→ **Work required**
In the entries below, the word "begin" appears on some lines. Copy each of those lines.

Saved data entries

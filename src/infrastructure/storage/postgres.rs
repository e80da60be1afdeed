//! PostgreSQL roster storage with connection pooling

use std::fmt::Debug;
use std::time::Duration;

use async_trait::async_trait;
use sqlx::error::ErrorKind;
use sqlx::postgres::{PgPool, PgPoolOptions, PgRow};
use sqlx::Row;
use tracing::error;

use super::schema;
use crate::domain::player::{NewPlayer, Player, PlayerId, PlayerRepository};
use crate::domain::team::{NewTeam, Team, TeamId, TeamRepository};
use crate::domain::DomainError;

const PLAYER_COLUMNS: &str = "id, name, position, height, team_id";

/// PostgreSQL storage configuration
#[derive(Debug, Clone)]
pub struct PostgresConfig {
    /// Database connection URL
    pub url: String,
    /// Maximum number of connections in the pool
    pub max_connections: u32,
    /// Minimum number of connections to maintain
    pub min_connections: u32,
    /// Connection timeout in seconds
    pub connect_timeout_secs: u64,
    /// Idle timeout in seconds
    pub idle_timeout_secs: u64,
}

impl Default for PostgresConfig {
    fn default() -> Self {
        Self {
            url: "postgres://localhost/bball".to_string(),
            max_connections: 10,
            min_connections: 1,
            connect_timeout_secs: 30,
            idle_timeout_secs: 600,
        }
    }
}

impl PostgresConfig {
    pub fn new(url: impl Into<String>) -> Self {
        Self {
            url: url.into(),
            ..Default::default()
        }
    }

    pub fn with_max_connections(mut self, max: u32) -> Self {
        self.max_connections = max;
        self
    }
}

/// Teams and players stored in two relational tables.
///
/// Constraint violations are reported as client errors: a duplicate team
/// name as `Conflict`, a dangling team reference as `Validation`. Anything
/// else is a `Storage` failure.
#[derive(Clone)]
pub struct PostgresRosterStore {
    pool: PgPool,
}

impl Debug for PostgresRosterStore {
    fn fmt(&self, f: &mut std::fmt::Formatter<'_>) -> std::fmt::Result {
        f.debug_struct("PostgresRosterStore")
            .field("pool_size", &self.pool.size())
            .finish()
    }
}

impl PostgresRosterStore {
    pub fn new(pool: PgPool) -> Self {
        Self { pool }
    }

    /// Open a connection pool and make sure the schema exists
    pub async fn connect(config: &PostgresConfig) -> Result<Self, DomainError> {
        let pool = PgPoolOptions::new()
            .max_connections(config.max_connections)
            .min_connections(config.min_connections)
            .acquire_timeout(Duration::from_secs(config.connect_timeout_secs))
            .idle_timeout(Duration::from_secs(config.idle_timeout_secs))
            .connect(&config.url)
            .await
            .map_err(|e| DomainError::storage(format!("Failed to connect to PostgreSQL: {}", e)))?;

        schema::ensure_schema(&pool).await?;

        Ok(Self::new(pool))
    }

    pub fn pool(&self) -> &PgPool {
        &self.pool
    }

    /// Drop and recreate both tables
    pub async fn reset(&self) -> Result<(), DomainError> {
        schema::reset_schema(&self.pool).await
    }

    /// Cheap round-trip used by the readiness check
    pub async fn ping(&self) -> Result<(), DomainError> {
        sqlx::query("SELECT 1")
            .execute(&self.pool)
            .await
            .map(|_| ())
            .map_err(|e| classify(e, "ping database"))
    }

    pub async fn close(&self) {
        self.pool.close().await;
    }
}

fn classify(err: sqlx::Error, action: &str) -> DomainError {
    if let sqlx::Error::Database(db_err) = &err {
        match db_err.kind() {
            ErrorKind::UniqueViolation => {
                return DomainError::conflict(format!("Failed to {}: {}", action, db_err));
            }
            ErrorKind::ForeignKeyViolation
            | ErrorKind::NotNullViolation
            | ErrorKind::CheckViolation => {
                return DomainError::validation(format!("Failed to {}: {}", action, db_err));
            }
            _ => {}
        }
    }

    error!(action = action, error = %err, "Database operation failed");
    DomainError::storage(format!("Failed to {}: {}", action, err))
}

fn team_from_row(row: &PgRow) -> Result<Team, DomainError> {
    let id: i64 = row
        .try_get("id")
        .map_err(|e| DomainError::storage(format!("Failed to read team id: {}", e)))?;
    let name: String = row
        .try_get("name")
        .map_err(|e| DomainError::storage(format!("Failed to read team name: {}", e)))?;

    Team::new(TeamId::new(id), name)
        .map_err(|e| DomainError::storage(format!("Invalid team row {}: {}", id, e)))
}

fn player_from_row(row: &PgRow) -> Result<Player, DomainError> {
    let read = |e: sqlx::Error| DomainError::storage(format!("Failed to read player row: {}", e));

    let id: i64 = row.try_get("id").map_err(read)?;
    let name: String = row.try_get("name").map_err(read)?;
    let position: String = row.try_get("position").map_err(read)?;
    let height: String = row.try_get("height").map_err(read)?;
    let team_id: Option<i64> = row.try_get("team_id").map_err(read)?;

    let player = NewPlayer::new(name, position, height, team_id.map(TeamId::new))
        .map_err(|e| DomainError::storage(format!("Invalid player row {}: {}", id, e)))?;

    Ok(player.into_player(PlayerId::new(id)))
}

#[async_trait]
impl TeamRepository for PostgresRosterStore {
    async fn list(&self) -> Result<Vec<Team>, DomainError> {
        let rows = sqlx::query("SELECT id, name FROM teams ORDER BY id")
            .fetch_all(&self.pool)
            .await
            .map_err(|e| classify(e, "list teams"))?;

        rows.iter().map(team_from_row).collect()
    }

    async fn get(&self, id: TeamId) -> Result<Option<Team>, DomainError> {
        let row = sqlx::query("SELECT id, name FROM teams WHERE id = $1")
            .bind(id.value())
            .fetch_optional(&self.pool)
            .await
            .map_err(|e| classify(e, "get team"))?;

        row.as_ref().map(team_from_row).transpose()
    }

    async fn create(&self, team: NewTeam) -> Result<Team, DomainError> {
        let row = sqlx::query("INSERT INTO teams (name) VALUES ($1) RETURNING id, name")
            .bind(team.name())
            .fetch_one(&self.pool)
            .await
            .map_err(|e| classify(e, "create team"))?;

        team_from_row(&row)
    }

    async fn update(&self, team: &Team) -> Result<Team, DomainError> {
        let row = sqlx::query("UPDATE teams SET name = $1 WHERE id = $2 RETURNING id, name")
            .bind(team.name())
            .bind(team.id().value())
            .fetch_optional(&self.pool)
            .await
            .map_err(|e| classify(e, "update team"))?;

        match row {
            Some(row) => team_from_row(&row),
            None => Err(DomainError::not_found(format!("Team {} not found", team.id()))),
        }
    }

    async fn delete(&self, id: TeamId) -> Result<bool, DomainError> {
        let mut tx = self
            .pool
            .begin()
            .await
            .map_err(|e| classify(e, "begin transaction"))?;

        // Blocks player inserts referencing this team until the delete commits
        let locked = sqlx::query("SELECT id FROM teams WHERE id = $1 FOR UPDATE")
            .bind(id.value())
            .fetch_optional(&mut *tx)
            .await
            .map_err(|e| classify(e, "lock team"))?;

        if locked.is_none() {
            return Ok(false);
        }

        sqlx::query("UPDATE players SET team_id = NULL WHERE team_id = $1")
            .bind(id.value())
            .execute(&mut *tx)
            .await
            .map_err(|e| classify(e, "release players"))?;

        let result = sqlx::query("DELETE FROM teams WHERE id = $1")
            .bind(id.value())
            .execute(&mut *tx)
            .await
            .map_err(|e| classify(e, "delete team"))?;

        tx.commit()
            .await
            .map_err(|e| classify(e, "commit team delete"))?;

        Ok(result.rows_affected() > 0)
    }
}

#[async_trait]
impl PlayerRepository for PostgresRosterStore {
    async fn list(&self) -> Result<Vec<Player>, DomainError> {
        let rows = sqlx::query(&format!("SELECT {} FROM players ORDER BY id", PLAYER_COLUMNS))
            .fetch_all(&self.pool)
            .await
            .map_err(|e| classify(e, "list players"))?;

        rows.iter().map(player_from_row).collect()
    }

    async fn list_by_team(&self, team_id: TeamId) -> Result<Vec<Player>, DomainError> {
        let rows = sqlx::query(&format!(
            "SELECT {} FROM players WHERE team_id = $1 ORDER BY id",
            PLAYER_COLUMNS
        ))
        .bind(team_id.value())
        .fetch_all(&self.pool)
        .await
        .map_err(|e| classify(e, "list team players"))?;

        rows.iter().map(player_from_row).collect()
    }

    async fn get(&self, id: PlayerId) -> Result<Option<Player>, DomainError> {
        let row = sqlx::query(&format!("SELECT {} FROM players WHERE id = $1", PLAYER_COLUMNS))
            .bind(id.value())
            .fetch_optional(&self.pool)
            .await
            .map_err(|e| classify(e, "get player"))?;

        row.as_ref().map(player_from_row).transpose()
    }

    async fn create(&self, player: NewPlayer) -> Result<Player, DomainError> {
        let row = sqlx::query(&format!(
            "INSERT INTO players (name, position, height, team_id) VALUES ($1, $2, $3, $4) RETURNING {}",
            PLAYER_COLUMNS
        ))
        .bind(player.name())
        .bind(player.position())
        .bind(player.height())
        .bind(player.team_id().map(|id| id.value()))
        .fetch_one(&self.pool)
        .await
        .map_err(|e| classify(e, "create player"))?;

        player_from_row(&row)
    }

    async fn update(&self, player: &Player) -> Result<Player, DomainError> {
        let row = sqlx::query(&format!(
            "UPDATE players SET name = $1, position = $2, height = $3, team_id = $4 WHERE id = $5 RETURNING {}",
            PLAYER_COLUMNS
        ))
        .bind(player.name())
        .bind(player.position())
        .bind(player.height())
        .bind(player.team_id().map(|id| id.value()))
        .bind(player.id().value())
        .fetch_optional(&self.pool)
        .await
        .map_err(|e| classify(e, "update player"))?;

        match row {
            Some(row) => player_from_row(&row),
            None => Err(DomainError::not_found(format!(
                "Player {} not found",
                player.id()
            ))),
        }
    }

    async fn delete(&self, id: PlayerId) -> Result<bool, DomainError> {
        let result = sqlx::query("DELETE FROM players WHERE id = $1")
            .bind(id.value())
            .execute(&self.pool)
            .await
            .map_err(|e| classify(e, "delete player"))?;

        Ok(result.rows_affected() > 0)
    }
}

→ **Reply**
            .begin()
            .map_err(|e| classify(e, "begin transaction"))?;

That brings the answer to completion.